Untuk kuantifikasi relatif yang biasa digunakan dalam penelitian ilmiah, jumlah sampel tidak ada hubungannya dengan hasil eksperimen, karena kuantifikasi relatif mengacu pada perbandingan antara gen target dan gen referensi. Harap pertimbangkan mereka sebagai fragmen hulu dan hilir yang ada dalam untai asam nukleat yang sama. Jika ukuran sampel besar, gen referensi dan target meningkat dalam proporsi yang sama pada waktu yang sama, yang tidak mempengaruhi hasil.
Q5: Apakah efisiensi reverse transcriptase mempengaruhi hasil percobaan?
A5: Sama seperti di atas. Perhatikan bahwa kami menginginkan efisiensi RT yang lebih tinggi, tetapi kami lebih suka enzim RT relatif stabil dan mendapatkan hasil yang seragam.
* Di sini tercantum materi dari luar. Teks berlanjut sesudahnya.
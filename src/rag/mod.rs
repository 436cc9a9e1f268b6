//! Retrieval layer for the knowledge base.
//!
//! Provides:
//! - Embedding providers (fastembed all-MiniLM-L6-v2, Ollama, OpenAI, local hashing)
//! - Vector stores (file-backed local store, Qdrant)
//! - Knowledge-base parsing and ingestion
//! - The similarity-gated retriever consumed by the dialogue core
//!
//! Stores speak cosine *distance* (lower is closer). The retriever is the only
//! place that converts distance to similarity.

pub mod embeddings;
pub mod knowledge;
pub mod local_store;
pub mod retriever;
pub mod vector_db;

use std::collections::HashMap;

use async_trait::async_trait;
use serde::{Deserialize, Serialize};

use crate::Result;

pub use embeddings::{EmbeddingProvider, FastEmbedder, LocalEmbedder, OllamaEmbedder, OpenAiEmbedder};
pub use knowledge::{load_knowledge_file, parse_knowledge_base, KnowledgeBase, KnowledgeRecord};
pub use local_store::LocalVectorStore;
pub use retriever::{EvidenceChunk, RetrievalResult, Retriever, VectorRetriever};
pub use vector_db::QdrantStore;

/// A record to be stored: text plus string metadata.
#[derive(Debug, Clone, PartialEq, Serialize, Deserialize)]
pub struct StoredRecord {
    pub id: String,
    pub text: String,
    pub metadata: HashMap<String, String>,
}

/// A nearest-neighbor hit.
#[derive(Debug, Clone, PartialEq)]
pub struct StoredMatch {
    pub id: String,
    pub text: String,
    pub metadata: HashMap<String, String>,
    /// Cosine distance, lower is closer.
    pub distance: f32,
}

/// Persistent store of embedded text records.
///
/// Implementations embed both records and queries with their own
/// [`EmbeddingProvider`].
#[async_trait]
pub trait VectorStore: Send + Sync {
    /// Embed and store records, replacing any with the same id.
    async fn upsert(&self, records: Vec<StoredRecord>) -> Result<usize>;

    /// Up to `k` nearest records, ascending distance.
    async fn query(&self, text: &str, k: usize) -> Result<Vec<StoredMatch>>;

    /// Remove every record.
    async fn clear(&self) -> Result<()>;

    async fn count(&self) -> Result<usize>;
}
//! Ladder command - round-robin between difficulty tiers

use anyhow::{bail, Result};
use clap::Args;

use connect4_core::{Difficulty, GameConfig};
use connect4_tournament::{run_ladder, ArenaConfig, LadderResult};

#[derive(Args)]
pub struct LadderArgs {
    /// Tiers to include, comma separated (default: all)
    #[arg(long, value_delimiter = ',')]
    pub tiers: Vec<Difficulty>,

    /// Games per pairing
    #[arg(long, default_value = "4")]
    pub games: usize,

    /// Play games one at a time instead of in parallel
    #[arg(long)]
    pub sequential: bool,

    /// Output standings as JSON
    #[arg(long)]
    pub json: bool,
}

/// Run ladder command
pub fn run(args: LadderArgs, config: GameConfig, seed: Option<u64>) -> Result<()> {
    let tiers = selected_tiers(&args.tiers);
    if tiers.len() < 2 {
        bail!("a ladder needs at least two distinct tiers");
    }

    let mut arena = ArenaConfig::new(args.games).with_game(config);
    if let Some(seed) = seed {
        arena = arena.with_seed(seed);
    }
    if args.sequential {
        arena = arena.sequential();
    }

    let ladder = run_ladder(&tiers, &arena)?;

    if args.json {
        print_json_results(&ladder);
    } else {
        print_text_results(&ladder);
    }
    Ok(())
}

/// Requested tiers without duplicates, in ladder order
fn selected_tiers(requested: &[Difficulty]) -> Vec<Difficulty> {
    if requested.is_empty() {
        return Difficulty::ALL.to_vec();
    }
    let mut tiers = requested.to_vec();
    tiers.sort();
    tiers.dedup();
    tiers
}

fn print_json_results(ladder: &LadderResult) {
    #[derive(serde::Serialize)]
    struct JsonStanding {
        rank: usize,
        tier: Difficulty,
        score: f32,
        wins: u32,
        losses: u32,
        draws: u32,
        games_played: u32,
        avg_moves: f32,
    }

    let standings: Vec<JsonStanding> = ladder
        .standings
        .iter()
        .enumerate()
        .map(|(i, s)| JsonStanding {
            rank: i + 1,
            tier: s.tier,
            score: s.score,
            wins: s.wins,
            losses: s.losses,
            draws: s.draws,
            games_played: s.games_played,
            avg_moves: s.avg_moves,
        })
        .collect();

    if let Ok(json) = serde_json::to_string_pretty(&standings) {
        println!("{}", json);
    }
}

fn print_text_results(ladder: &LadderResult) {
    println!("\n=== Ladder Standings ===");
    println!(
        "{:<5} {:<13} {:>6} {:>5} {:>5} {:>5} {:>9}",
        "Rank", "Tier", "Score", "W", "L", "D", "Avg moves"
    );
    println!("{}", "-".repeat(54));

    for (i, s) in ladder.standings.iter().enumerate() {
        println!(
            "{:<5} {:<13} {:>6.1} {:>5} {:>5} {:>5} {:>9.1}",
            i + 1,
            s.tier.to_string(),
            s.score,
            s.wins,
            s.losses,
            s.draws,
            s.avg_moves
        );
    }

    println!("\nMatches:");
    for m in &ladder.matches {
        println!(
            "  {:<13} {:>2} - {:<2} {:<13} ({} draws)",
            m.a.to_string(),
            m.a_wins,
            m.b_wins,
            m.b.to_string(),
            m.draws
        );
    }
}

#[cfg(test)]
mod tests {
    use super::*;

    #[test]
    fn test_selected_tiers() {
        assert_eq!(selected_tiers(&[]), Difficulty::ALL.to_vec());
        assert_eq!(
            selected_tiers(&[Difficulty::Hard, Difficulty::Easy, Difficulty::Hard]),
            vec![Difficulty::Easy, Difficulty::Hard]
        );
    }
}
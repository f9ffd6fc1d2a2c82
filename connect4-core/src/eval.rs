//! Position evaluation

use rand::Rng;
use serde::{Deserialize, Serialize};

use crate::ai::WIN_SCORE;
use crate::board::{Board, Direction, Side, Window, SERIES_LEN};
use crate::config::ConfigError;

/// Heuristic weights for position evaluation
#[derive(Clone, Debug, PartialEq, Eq, Serialize, Deserialize)]
#[serde(default)]
pub struct Heuristics {
    /// Four of our pieces in a window
    pub four_in_row: i32,
    /// Three of ours plus one empty cell
    pub three_open: i32,
    /// Two of ours plus two empty cells
    pub two_open: i32,
    /// Penalty for three opponent pieces plus one empty cell
    pub opp_three_open: i32,
    /// Bonus per own piece in the center column
    pub center_weight: i32,
}

impl Default for Heuristics {
    fn default() -> Self {
        Self {
            four_in_row: 10_000,
            three_open: 5,
            two_open: 2,
            opp_three_open: 6,
            center_weight: 3,
        }
    }
}

impl Heuristics {
    /// Blocking an opponent three must weigh at least as much as building our own
    pub fn validate(&self) -> Result<(), ConfigError> {
        if self.opp_three_open < self.three_open {
            return Err(ConfigError::WeakDefence {
                defence: self.opp_three_open,
                offence: self.three_open,
            });
        }
        Ok(())
    }

    /// [`Heuristics::validate`] plus a bound for a `rows x cols` board: the
    /// largest possible evaluation must stay below [`WIN_SCORE`] so decided
    /// games always outrank heuristic leaves.
    pub fn validate_for_board(&self, rows: usize, cols: usize) -> Result<(), ConfigError> {
        self.validate()?;
        let bound = self.max_abs_score(rows, cols);
        if bound >= i64::from(WIN_SCORE) {
            return Err(ConfigError::WeightsTooLarge {
                bound,
                limit: WIN_SCORE,
            });
        }
        Ok(())
    }

    /// Upper bound on `|evaluate(..)|` for an undecided position on a
    /// `rows x cols` board. Search and the greedy tier never evaluate a board
    /// holding four in a row, so `four_in_row` is left out.
    pub fn max_abs_score(&self, rows: usize, cols: usize) -> i64 {
        let max_weight = [self.three_open, self.two_open, self.opp_three_open]
            .into_iter()
            .map(|w| i64::from(w).abs())
            .max()
            .unwrap_or(0);
        let windows = window_count(rows, cols) as i64;
        let center = i64::from(self.center_weight).abs() * rows as i64;
        windows.saturating_mul(max_weight).saturating_add(center)
    }
}

/// Number of windows on a `rows x cols` board, all directions
fn window_count(rows: usize, cols: usize) -> usize {
    let span = SERIES_LEN - 1;
    let long_rows = rows.saturating_sub(span);
    let long_cols = cols.saturating_sub(span);
    rows * long_cols + long_rows * cols + 2 * long_rows * long_cols
}

/// Which scanning directions contribute to the evaluation
#[derive(Clone, Copy, Debug, PartialEq, Eq, Hash, Serialize, Deserialize)]
pub struct DirectionMask([bool; 4]);

impl Default for DirectionMask {
    fn default() -> Self {
        Self::ALL
    }
}

impl DirectionMask {
    pub const ALL: DirectionMask = DirectionMask([true; 4]);
    pub const NONE: DirectionMask = DirectionMask([false; 4]);

    pub fn from_directions(directions: &[Direction]) -> Self {
        let mut mask = Self::NONE;
        for &direction in directions {
            mask.0[direction.index()] = true;
        }
        mask
    }

    /// Mask with exactly `enabled` directions chosen uniformly at random
    pub fn random<R: Rng + ?Sized>(rng: &mut R, enabled: usize) -> Self {
        let amount = enabled.min(Direction::ALL.len());
        let mut mask = Self::NONE;
        for index in rand::seq::index::sample(rng, Direction::ALL.len(), amount) {
            mask.0[index] = true;
        }
        mask
    }

    pub fn is_enabled(&self, direction: Direction) -> bool {
        self.0[direction.index()]
    }

    pub fn enabled_count(&self) -> usize {
        self.0.iter().filter(|&&on| on).count()
    }
}

/// Piece counts inside one window
#[derive(Clone, Copy, Debug, PartialEq, Eq)]
struct WindowCounts {
    own: usize,
    opp: usize,
    empty: usize,
}

fn count_window(board: &Board, window: &Window, side: Side) -> WindowCounts {
    let mut counts = WindowCounts { own: 0, opp: 0, empty: 0 };
    for &(row, col) in &window.cells {
        match board.cell(row, col).side() {
            Some(owner) if owner == side => counts.own += 1,
            Some(_) => counts.opp += 1,
            None => counts.empty += 1,
        }
    }
    counts
}

fn score_window(counts: WindowCounts, heuristics: &Heuristics) -> i32 {
    match (counts.own, counts.opp, counts.empty) {
        (4, _, _) => heuristics.four_in_row,
        (3, 0, 1) => heuristics.three_open,
        (2, 0, 2) => heuristics.two_open,
        (0, 3, 1) => 0i32.saturating_sub(heuristics.opp_three_open),
        _ => 0,
    }
}

/// Evaluate position from `side`'s perspective.
///
/// Only windows whose direction is enabled in `mask` are counted; the center
/// column bonus always applies. The result is clamped strictly inside
/// `±WIN_SCORE`, so any weights rank below a decided game.
pub fn evaluate(board: &Board, side: Side, heuristics: &Heuristics, mask: DirectionMask) -> i32 {
    let own = side.piece();

    let mut score = 0i32;
    if board.cols() > 0 {
        let center = board.center_column();
        let center_pieces = (0..board.rows())
            .filter(|&row| board.cell(row, center) == own)
            .count() as i32;
        score = center_pieces.saturating_mul(heuristics.center_weight);
    }

    for window in board.windows() {
        if !mask.is_enabled(window.direction) {
            continue;
        }
        score = score.saturating_add(score_window(count_window(board, &window, side), heuristics));
    }

    score.clamp(-(WIN_SCORE - 1), WIN_SCORE - 1)
}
Ini akan menjadi ujian kemampuan yang dioptimalkan dari rangkaian transkripsi balik perusahaan besar.
Pertanyaan 6: Apakah efisiensi enzim TAQ mempengaruhi hasil percobaan?
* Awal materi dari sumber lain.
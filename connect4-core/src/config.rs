//! Game configuration
//!
//! Board size, opening side, difficulty strategies and evaluation weights,
//! loadable from JSON. Every field has a default, so a partial file (or `{}`)
//! is a valid configuration.

use std::path::Path;

use anyhow::{Context, Result};
use serde::{Deserialize, Serialize};
use thiserror::Error;

use crate::board::{Board, Side, DEFAULT_COLS, DEFAULT_ROWS, SERIES_LEN};
use crate::difficulty::{Difficulty, Strategy, StrategyTable};
use crate::eval::Heuristics;

/// Reasons a configuration is rejected
#[derive(Debug, Clone, PartialEq, Eq, Error)]
pub enum ConfigError {
    #[error("board must have at least one row and one column (got {rows}x{cols})")]
    EmptyBoard { rows: usize, cols: usize },

    #[error("a {rows}x{cols} board cannot hold four in a row in any direction")]
    BoardTooSmall { rows: usize, cols: usize },

    #[error("search depth for {difficulty} must be at least 1")]
    InvalidDepth { difficulty: Difficulty },

    #[error("opponent-three penalty {defence} is below own-three reward {offence}")]
    WeakDefence { defence: i32, offence: i32 },

    #[error("heuristic weights can reach {bound}, must stay below the decided-game score {limit}")]
    WeightsTooLarge { bound: i64, limit: i32 },
}

#[derive(Debug, Clone, PartialEq, Eq, Serialize, Deserialize)]
#[serde(default)]
pub struct GameConfig {
    pub rows: usize,
    pub cols: usize,
    /// Side that opens; `None` lets the game mode decide
    pub first_turn: Option<Side>,
    pub strategies: StrategyTable,
    pub heuristics: Heuristics,
}

impl Default for GameConfig {
    fn default() -> Self {
        Self {
            rows: DEFAULT_ROWS,
            cols: DEFAULT_COLS,
            first_turn: None,
            strategies: StrategyTable::default(),
            heuristics: Heuristics::default(),
        }
    }
}

impl GameConfig {
    /// Load and validate a configuration from a JSON file
    pub fn load<P: AsRef<Path>>(path: P) -> Result<Self> {
        let path = path.as_ref();
        let content = std::fs::read_to_string(path)
            .with_context(|| format!("Failed to read config file: {}", path.display()))?;
        let config: GameConfig = serde_json::from_str(&content)
            .with_context(|| format!("Failed to parse config JSON: {}", path.display()))?;
        config
            .validate()
            .with_context(|| format!("Invalid config: {}", path.display()))?;
        Ok(config)
    }

    pub fn validate(&self) -> Result<(), ConfigError> {
        if self.rows == 0 || self.cols == 0 {
            return Err(ConfigError::EmptyBoard {
                rows: self.rows,
                cols: self.cols,
            });
        }
        if self.rows < SERIES_LEN && self.cols < SERIES_LEN {
            return Err(ConfigError::BoardTooSmall {
                rows: self.rows,
                cols: self.cols,
            });
        }

        for difficulty in Difficulty::ALL {
            if let Strategy::Search { depth: 0 } = self.strategies.strategy(difficulty) {
                return Err(ConfigError::InvalidDepth { difficulty });
            }
        }

        self.heuristics.validate_for_board(self.rows, self.cols)
    }

    /// Fresh empty board with the configured dimensions
    pub fn new_board(&self) -> Board {
        Board::new(self.rows, self.cols)
    }
}

#[cfg(test)]
mod tests {
    use super::*;
    use std::io::Write;

    #[test]
    fn test_default_is_valid() {
        let config = GameConfig::default();
        assert!(config.validate().is_ok());
        let board = config.new_board();
        assert_eq!((board.rows(), board.cols()), (6, 7));
    }

    #[test]
    fn test_board_size_validation() {
        let empty = GameConfig {
            rows: 0,
            ..GameConfig::default()
        };
        assert_eq!(
            empty.validate(),
            Err(ConfigError::EmptyBoard { rows: 0, cols: 7 })
        );

        let tiny = GameConfig {
            rows: 3,
            cols: 3,
            ..GameConfig::default()
        };
        assert_eq!(
            tiny.validate(),
            Err(ConfigError::BoardTooSmall { rows: 3, cols: 3 })
        );

        // A single long row can still hold a horizontal four
        let strip = GameConfig {
            rows: 1,
            cols: 5,
            ..GameConfig::default()
        };
        assert!(strip.validate().is_ok());
    }

    #[test]
    fn test_zero_depth_rejected() {
        let mut config = GameConfig::default();
        config.strategies.hard = Strategy::Search { depth: 0 };
        assert_eq!(
            config.validate(),
            Err(ConfigError::InvalidDepth {
                difficulty: Difficulty::Hard
            })
        );
    }

    #[test]
    fn test_oversized_weights_rejected() {
        let config: GameConfig = serde_json::from_str(
            r#"{"heuristics": {"three_open": 2000000000, "opp_three_open": 2000000000}}"#,
        )
        .unwrap();
        assert!(matches!(
            config.validate(),
            Err(ConfigError::WeightsTooLarge { .. })
        ));
    }

    #[test]
    fn test_partial_json_uses_defaults() {
        let config: GameConfig =
            serde_json::from_str(r#"{"rows": 8, "first_turn": "ai"}"#).unwrap();
        assert_eq!(config.rows, 8);
        assert_eq!(config.cols, DEFAULT_COLS);
        assert_eq!(config.first_turn, Some(Side::Ai));
        assert_eq!(config.heuristics, Heuristics::default());
    }

    #[test]
    fn test_load_from_file() {
        let dir = std::env::temp_dir();
        let path = dir.join(format!("connect4-config-{}.json", std::process::id()));
        {
            let mut file = std::fs::File::create(&path).unwrap();
            writeln!(
                file,
                r#"{{"cols": 9, "strategies": {{"hard": {{"kind": "search", "depth": 3}}}}}}"#
            )
            .unwrap();
        }

        let config = GameConfig::load(&path).unwrap();
        assert_eq!(config.cols, 9);
        assert_eq!(config.strategies.hard, Strategy::Search { depth: 3 });
        std::fs::remove_file(&path).unwrap();

        assert!(GameConfig::load(dir.join("does-not-exist.json")).is_err());
    }
}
A6: Efisiensi enzim TAQ relatif besar. Biasanya, enzim taq hot-start diperlukan dan relatif efisien. Untuk kit kuantitatif fluoresensi komersial, setiap pabrikan akan mengoptimalkan efisiensi keadaan terbaik menurut produk mereka sendiri mendekati 100 persen , jika efisiensinya terlalu rendah, hasil percobaan tidak dapat diperoleh. Untuk produk perusahaan yang berbeda, ini adalah ukuran kualitas.
Pertanyaan 7: Apakah jumlah pewarna fluoresen mempengaruhi hasil percobaan?
A7: Ya, itu akan. Jika fluorokrom terlalu jenuh, dapat menyebabkan gangguan derau pada beberapa instrumen. Jika fluorokrom tidak jenuh, dan nilai fluoresensi terlalu rendah, ia akan memasuki fase dataran tinggi lebih awal dan kurva amplifikasi akan menjadi datar. Dalam percobaan kuantitatif fluoresensi, nilai CT terutama terlihat, jadi tidak penting untuk kurva amplifikasi akhir untuk memasuki tahap dataran tinggi, tetapi gambarnya tidak cukup indah. Jika harus memilih, mulailah dengan memilih fluorochrome yang sedikit kurang jenuh. Namun, ketika menggunakan produk yang sama dari perusahaan yang sama, pengaruhnya pada dasarnya dapat diabaikan.
Pertanyaan 8: Apakah transmisi tabung PCR akan mempengaruhi hasil percobaan?
A8: Ya. Namun, untuk kumpulan bahan habis pakai yang sama dari pabrikan yang sama, efek ini dapat diabaikan. Ini adalah pilihan yang baik dan yang terbaik adalah menggunakan pelat sumur 96-dengan membran permeabilitas tinggi untuk meminimalkan efek transmisi cahaya bahan habis pakai.
T9: Apakah kesalahan selama pengoperasian akan memengaruhi hasil eksperimen?
A9: Pengaruh proses operasi terutama tercermin dalam keseragaman. Homogenitas berarti bahwa semua komponen dalam sistem dicampur secara merata, dan sentrifugasi flash dapat mengatasi masalah ini. Selain itu, untuk pemula, sebaiknya sesuaikan sistem PCR menjadi lebih dari 20 inci, dan sistem yang terlalu kecil lebih rentan terhadap kesalahan. Jika suhu anil dioptimalkan dengan benar, efek konsentrasi primer pada CT diminimalkan. Dan Anda akan tahu bahwa beberapa kesalahan operasional (seperti konsentrasi primer) dapat dihindari dengan mengoptimalkan suhu anil.
Meringkaskan
Di atas adalah beberapa pertanyaan dan pertanyaan yang sering dihadapi para pemula selama percobaan, kami harap pertanyaan ini dapat membantu Anda memecahkan beberapa kebingungan. Eksperimen adalah proses menghasilkan kekacauan dan memecahkan masalah, semoga Anda mendapatkan sesuatu darinya. Terima kasih telah membaca dan sampai jumpa lagi!